Re: Pelosi For Drilling -- Who can stand against it?

The family that has purchased a variable life insurance policy for the purpose of protecting the family has put money into the account during good times and bad. It was a sacrifice to make the payment but the protection was valued. The value of the policy might have soared but the needs of the family also increased. Taking the money out to spend on the assumption that it could be put back later would not be the right decision.

The purpose of the SPR is protection against a shut off of oil. Iran is training people to kill us if they can. Iran is sending money and equipment to terrorist organizations that are blowing people up day after day. Iran has the stated desire to blow Israel off the map. Iran is actively enriching uranium and Iran is actively acquiring missiles with the range to send a nuclear bomb to Israel. The UN Security Council, by unanimous vote, has declared that the threat from Iran is real. The UN Security Council, by unanimous vote and one abstention by a non permanent member, has authorized sanctions on Iran. Getting China, Russia, France, UK and USA to agree on anything is a rare event. Are you suggesting that the treat of Iran is not real?

Today, a massive armada containing the most sophisticated equipment in the history of the world is underway in preparation of enforcing the sanctions. The possibility of a cut off of oil supplies is real.

Besides, selling off the reserve would not lower oil prices. Whenever a market does not have adequate backup supplies, the market place is ruthless. Market prices include risk premiums. Stocks offer higher returns than bonds because there is a risk premium. The risk premium in oil is reduced by the presence of reserves. The risk of producing oil would increase if the oil companies are put into competition with the government.

If government were smart enough to consistently sale at high prices and buy back at low prices, the government would earn huge profits for the citizens but the profit would come at the expense of the market place, which would adjust margins such that the cost of oil would incorporate the cost of dealing with the all knowing government trader. If the government is going to trade oil, I think it should trade gold, corn, copper, lumber and soybeans as well. It should buy deeply discounted houses in foreclosure and resell them later at substantial profits. It should buy the shares of dozens of banks that hold deeply discounted mortgages.

The reality is that the government cannot and should not become an oil trader. Trading oil is simply an improper role for government. Theoretically, we live under a free market system. On balance, the less government the better.
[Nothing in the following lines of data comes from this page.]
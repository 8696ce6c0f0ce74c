//! Core domain for the docrag pipeline: documents and chunks, the error
//! taxonomy, layered configuration, the embedder interface, the chunker and
//! the document loader.

pub mod chunker;
pub mod config;
pub mod error;
pub mod ingest;
pub mod traits;
pub mod types;

pub use error::{Error, Result};
pub use types::{Chunk, Document, EmbeddingVector, IndexEntry};
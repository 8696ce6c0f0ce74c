//! DashScope text-embedding backend.
//!
//! One request per input text:
//! `{"model", "input": {"texts": [..]}, "parameters": {"dimension", "output_type": "dense"}}`.
//! A successful reply carries `output.embeddings[0].embedding`; failures carry
//! `{code, message}` with a non-2xx status.

use std::fmt;
use std::sync::OnceLock;
use std::time::Duration;

use async_trait::async_trait;
use serde::{Deserialize, Serialize};
use tracing::debug;

use docrag_core::config::EmbeddingSettings;
use docrag_core::traits::{ensure_non_empty, ensure_vector_len, AsyncEmbedder, Embedder, EmbeddingModel};
use docrag_core::{EmbeddingVector, Error, Result};

#[derive(Clone)]
pub struct DashScopeOptions {
    pub endpoint: String,
    pub api_key: String,
    pub model: String,
    pub dimension: usize,
    pub timeout: Duration,
    /// In-flight requests for async batches.
    pub concurrency: usize,
}

impl fmt::Debug for DashScopeOptions {
    fn fmt(&self, f: &mut fmt::Formatter<'_>) -> fmt::Result {
        f.debug_struct("DashScopeOptions")
            .field("endpoint", &self.endpoint)
            .field("api_key", &"<redacted>")
            .field("model", &self.model)
            .field("dimension", &self.dimension)
            .field("timeout", &self.timeout)
            .field("concurrency", &self.concurrency)
            .finish()
    }
}

#[derive(Serialize)]
struct EmbedRequest<'a> {
    model: &'a str,
    input: EmbedInput<'a>,
    parameters: EmbedParameters,
}

#[derive(Serialize)]
struct EmbedInput<'a> {
    texts: Vec<&'a str>,
}

#[derive(Serialize)]
struct EmbedParameters {
    dimension: usize,
    output_type: &'static str,
}

#[derive(Deserialize)]
struct EmbedResponse {
    output: Option<EmbedOutput>,
}

#[derive(Deserialize)]
struct EmbedOutput {
    embeddings: Vec<EmbeddingItem>,
}

#[derive(Deserialize)]
struct EmbeddingItem {
    embedding: Vec<f32>,
}

#[derive(Deserialize, Default)]
struct ErrorBody {
    code: Option<String>,
    message: Option<String>,
}

#[derive(Debug)]
pub struct DashScopeEmbedder {
    options: DashScopeOptions,
    client: reqwest::Client,
    blocking: OnceLock<reqwest::blocking::Client>,
}

impl DashScopeEmbedder {
    pub fn new(options: DashScopeOptions) -> Result<Self> {
        if options.dimension == 0 {
            return Err(Error::InvalidConfig("embedding dimension must be greater than 0".into()));
        }
        let client = reqwest::Client::builder()
            .timeout(options.timeout)
            .build()
            .map_err(|e| Error::InvalidConfig(format!("failed to build HTTP client: {e}")))?;
        Ok(Self {
            options: DashScopeOptions { concurrency: options.concurrency.max(1), ..options },
            client,
            blocking: OnceLock::new(),
        })
    }

    /// Build from settings, reading the API key from `settings.api_key_env`.
    pub fn from_settings(settings: &EmbeddingSettings) -> Result<Self> {
        let api_key = std::env::var(&settings.api_key_env).map_err(|_| {
            Error::InvalidConfig(format!("environment variable {} is not set", settings.api_key_env))
        })?;
        Self::new(DashScopeOptions {
            endpoint: settings.endpoint.clone(),
            api_key,
            model: settings.model.clone(),
            dimension: settings.dimension,
            timeout: Duration::from_secs(settings.timeout_secs),
            concurrency: settings.concurrency,
        })
    }

    fn request<'a>(&'a self, text: &'a str) -> EmbedRequest<'a> {
        EmbedRequest {
            model: &self.options.model,
            input: EmbedInput { texts: vec![text] },
            parameters: EmbedParameters { dimension: self.options.dimension, output_type: "dense" },
        }
    }

    // The blocking client owns a runtime thread; create it only when a sync
    // caller actually needs it.
    fn blocking_client(&self) -> Result<&reqwest::blocking::Client> {
        if let Some(client) = self.blocking.get() {
            return Ok(client);
        }
        let client = reqwest::blocking::Client::builder()
            .timeout(self.options.timeout)
            .build()
            .map_err(transport_error)?;
        Ok(self.blocking.get_or_init(|| client))
    }

    fn decode(&self, status: u16, body: &str) -> Result<EmbeddingVector> {
        if !(200..300).contains(&status) {
            let err: ErrorBody = serde_json::from_str(body).unwrap_or_default();
            let message = match (err.code, err.message) {
                (Some(code), Some(message)) => format!("{code}: {message}"),
                (None, Some(message)) => message,
                (Some(code), None) => code,
                (None, None) => body.chars().take(200).collect(),
            };
            return Err(Error::embedding(Some(status), message));
        }
        let parsed: EmbedResponse = serde_json::from_str(body)
            .map_err(|e| Error::embedding(Some(status), format!("malformed response: {e}")))?;
        let vector = parsed
            .output
            .and_then(|o| o.embeddings.into_iter().next())
            .map(|item| item.embedding)
            .ok_or_else(|| Error::embedding(Some(status), "response contained no embedding"))?;
        ensure_vector_len(vector, self.options.dimension, Some(status))
    }
}

fn transport_error(e: reqwest::Error) -> Error {
    let kind = if e.is_timeout() { "request timed out" } else { "request failed" };
    Error::embedding(e.status().map(|s| s.as_u16()), format!("{kind}: {e}"))
}

impl EmbeddingModel for DashScopeEmbedder {
    fn model_id(&self) -> &str {
        &self.options.model
    }

    fn dimension(&self) -> usize {
        self.options.dimension
    }
}

impl Embedder for DashScopeEmbedder {
    /// Blocking call. Must not be used from inside an async runtime; use
    /// [`AsyncEmbedder::embed_one_async`] there.
    fn embed_one(&self, text: &str) -> Result<EmbeddingVector> {
        ensure_non_empty(text)?;
        let response = self
            .blocking_client()?
            .post(&self.options.endpoint)
            .bearer_auth(&self.options.api_key)
            .json(&self.request(text))
            .send()
            .map_err(transport_error)?;
        let status = response.status().as_u16();
        let body = response.text().map_err(transport_error)?;
        debug!(status, chars = text.chars().count(), "embedding response");
        self.decode(status, &body)
    }
}

#[async_trait]
impl AsyncEmbedder for DashScopeEmbedder {
    async fn embed_one_async(&self, text: &str) -> Result<EmbeddingVector> {
        ensure_non_empty(text)?;
        let response = self
            .client
            .post(&self.options.endpoint)
            .bearer_auth(&self.options.api_key)
            .json(&self.request(text))
            .send()
            .await
            .map_err(transport_error)?;
        let status = response.status().as_u16();
        let body = response.text().await.map_err(transport_error)?;
        debug!(status, chars = text.chars().count(), "embedding response");
        self.decode(status, &body)
    }

    /// Up to `concurrency` requests in flight; results come back in input order.
    async fn embed_many_async(&self, texts: &[String]) -> Result<Vec<EmbeddingVector>> {
        if texts.is_empty() {
            return Ok(Vec::new());
        }
        crate::embed_in_order(self, texts, self.options.concurrency).await
    }
}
Our experience has been very consistent. When the government gets too involved in a market, we all eventually pay a price. The recent housing crisis is a case in point. It was the government that changed the rules in an attempt to force lenders to make loans to one and all. We can point to bad practices by banks and even to crooks who lied on loan documents, both customers and loan companies, to place blame but none of these activities would have happened if the government had not pushed banks to lend in marginal situations.
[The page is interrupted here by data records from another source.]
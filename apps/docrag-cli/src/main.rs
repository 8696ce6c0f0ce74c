use std::path::PathBuf;
use std::sync::Arc;

use anyhow::{Context as _, Result};
use clap::Parser as _;
use tracing::warn;
use tracing_subscriber::{layer::SubscriberExt as _, util::SubscriberInitExt as _};

use docrag_core::config::Settings;
use docrag_embed::build_embedder;
use docrag_retrieval::{AnswerContext, RetrievalService};
use docrag_vector::{read_manifest, BuildSettings, IndexBuilder};

mod cli;

use cli::{Cli, Commands};

#[tokio::main]
async fn main() -> Result<()> {
    tracing_subscriber::registry()
        .with(tracing_subscriber::EnvFilter::try_from_default_env().unwrap_or_else(|_| "info".into()))
        .with(tracing_subscriber::fmt::layer().with_writer(std::io::stderr))
        .init();

    let cli = Cli::parse();
    let settings = match cli.env.as_deref() {
        Some(env) => Settings::load_for_env(env)?,
        None => Settings::load()?,
    };

    match cli.command {
        Commands::Build { source, persist, limit } => handle_build(settings, source, persist, limit).await,
        Commands::Query { question, k, prompt } => handle_query(&settings, &question, k, prompt).await,
        Commands::Status => handle_status(&settings),
    }
}

async fn handle_build(
    mut settings: Settings,
    source: Option<PathBuf>,
    persist: Option<PathBuf>,
    limit: Option<usize>,
) -> Result<()> {
    if let Some(dir) = source {
        settings.index.source_directory = dir.to_string_lossy().into_owned();
    }
    if let Some(dir) = persist {
        settings.index.persist_directory = dir.to_string_lossy().into_owned();
    }
    if limit.is_some() {
        settings.index.max_documents = limit;
    }
    settings.validate()?;

    let build = BuildSettings::from_settings(&settings).with_progress(true);
    println!("Source directory: {}", build.source_directory.display());
    println!("Index directory:  {}", build.persist_directory.display());

    let embedder = build_embedder(&settings.embedding)?;
    let index = IndexBuilder::new(embedder, build)
        .build_index_async()
        .await
        .context("index build failed; the previous index was left untouched")?;
    println!("Indexed {} chunks with {} (dimension {})", index.len(), index.model(), index.dimension());
    Ok(())
}

async fn handle_query(settings: &Settings, question: &str, k: Option<usize>, prompt: bool) -> Result<()> {
    let embedder = build_embedder(&settings.embedding)?;
    let persist = settings.persist_directory();
    let service = RetrievalService::open(&persist, Arc::clone(&embedder))
        .with_context(|| format!("cannot open index at {}; run `docrag build` first", persist.display()))?
        .with_default_k(settings.retrieval.k);

    let hits = service.retrieve_async(question, k.unwrap_or(service.default_k())).await?;
    if hits.is_empty() {
        println!("No results.");
        return Ok(());
    }
    for (rank, hit) in hits.iter().enumerate() {
        println!("{}. {} (distance {:.4})", rank + 1, hit.source, hit.distance);
        println!("{}\n", hit.text.trim());
    }

    let answer = AnswerContext::from_hits(question, &hits);
    if prompt {
        println!("{}", answer.to_prompt());
    }
    println!("Sources: {}", answer.citations.join(", "));
    Ok(())
}

fn handle_status(settings: &Settings) -> Result<()> {
    let persist = settings.persist_directory();
    let manifest = read_manifest(&persist).with_context(|| format!("no index at {}", persist.display()))?;
    println!("Index:     {}", persist.display());
    println!("Model:     {}", manifest.model);
    println!("Dimension: {}", manifest.dimension);
    println!("Chunks:    {}", manifest.count);
    println!("Built at:  {}", manifest.created_at.to_rfc3339());

    if manifest.dimension != settings.embedding.dimension {
        warn!(
            persisted = manifest.dimension,
            configured = settings.embedding.dimension,
            "index dimension differs from the configured embedding dimension; rebuild before querying"
        );
    }
    Ok(())
}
Please answer some questions for me. If you were put in charge of SPR sales, today's price is $113 per barrel. How much oil would you sell tomorrow and at what price would you plan to buy it back? Why not wait until the price is $10 cheaper before buying it back? What would you do if after you sold 50 million barrels, Iran, seeing the ships in route, scuttled 20 oil tankers in the Straight of Hormuz, blocking the flow of 17 million barrels per day for the next three months?
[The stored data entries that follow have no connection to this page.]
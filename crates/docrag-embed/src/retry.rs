//! Bounded retry with exponential backoff around any embedder.
//!
//! Only transient failures are retried (transport errors, timeouts, 429 and
//! 5xx). Length mismatches, 4xx and empty input fail immediately.

use std::time::Duration;

use async_trait::async_trait;
use tracing::warn;

use docrag_core::traits::{AsyncEmbedder, Embedder, EmbeddingModel};
use docrag_core::{EmbeddingVector, Result};

const MAX_BACKOFF: Duration = Duration::from_secs(30);

#[derive(Debug, Clone, Copy)]
pub struct RetryPolicy {
    pub max_retries: u32,
    pub initial_backoff: Duration,
}

impl Default for RetryPolicy {
    fn default() -> Self {
        Self { max_retries: 3, initial_backoff: Duration::from_millis(500) }
    }
}

impl RetryPolicy {
    fn backoff(&self, attempt: u32) -> Duration {
        self.initial_backoff
            .checked_mul(2u32.saturating_pow(attempt))
            .unwrap_or(MAX_BACKOFF)
            .min(MAX_BACKOFF)
    }
}

#[derive(Debug)]
pub struct RetryingEmbedder<E> {
    inner: E,
    policy: RetryPolicy,
    concurrency: usize,
}

impl<E> RetryingEmbedder<E> {
    pub fn new(inner: E, policy: RetryPolicy) -> Self {
        Self { inner, policy, concurrency: 1 }
    }

    /// Calls in flight for async batches; each call retries on its own.
    #[must_use]
    pub fn with_concurrency(mut self, concurrency: usize) -> Self {
        self.concurrency = concurrency.max(1);
        self
    }

    pub fn inner(&self) -> &E {
        &self.inner
    }
}

impl<E: EmbeddingModel> EmbeddingModel for RetryingEmbedder<E> {
    fn model_id(&self) -> &str {
        self.inner.model_id()
    }

    fn dimension(&self) -> usize {
        self.inner.dimension()
    }
}

impl<E: Embedder> Embedder for RetryingEmbedder<E> {
    fn embed_one(&self, text: &str) -> Result<EmbeddingVector> {
        let mut attempt = 0;
        loop {
            match self.inner.embed_one(text) {
                Err(e) if e.is_transient() && attempt < self.policy.max_retries => {
                    let delay = self.policy.backoff(attempt);
                    warn!(attempt = attempt + 1, ?delay, error = %e, "retrying embedding call");
                    std::thread::sleep(delay);
                    attempt += 1;
                }
                other => return other,
            }
        }
    }
}

#[async_trait]
impl<E: AsyncEmbedder> AsyncEmbedder for RetryingEmbedder<E> {
    async fn embed_one_async(&self, text: &str) -> Result<EmbeddingVector> {
        let mut attempt = 0;
        loop {
            match self.inner.embed_one_async(text).await {
                Err(e) if e.is_transient() && attempt < self.policy.max_retries => {
                    let delay = self.policy.backoff(attempt);
                    warn!(attempt = attempt + 1, ?delay, error = %e, "retrying embedding call");
                    tokio::time::sleep(delay).await;
                    attempt += 1;
                }
                other => return other,
            }
        }
    }

    async fn embed_many_async(&self, texts: &[String]) -> Result<Vec<EmbeddingVector>> {
        crate::embed_in_order(self, texts, self.concurrency).await
    }
}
Why not sell the right to drill in a number of plots off the Gulf Coast rather than sell our insurance policy?

On 8/12/08, Lamar wrote:
In my opinion the strategic reserve was established to bridge a disruption in oil supplies due to some natural or political event. Furthermore the SPR should not be the American people's collective commodity account speculating on short term prices of oil. Who knows they may try gambling with our social security funds..LOL.

My thoughts.

On Tue, Aug 12, 2008 at 3:57 PM, Al wrote:

SELL OIL now from the SPR. Didn't we continue to buy oil for the SPR as the price rose? The SPR has a certain amount of high priced oil that should be sold now and replaced with lower cost oil in the future and by publicly announcing the sale it guarantees lower future oil prices. Its good economics and good political policy, it shouldn't be looked at as a flip flop. Remember, in DC today's political climate requires some compromise so neither party looks like it has lost face.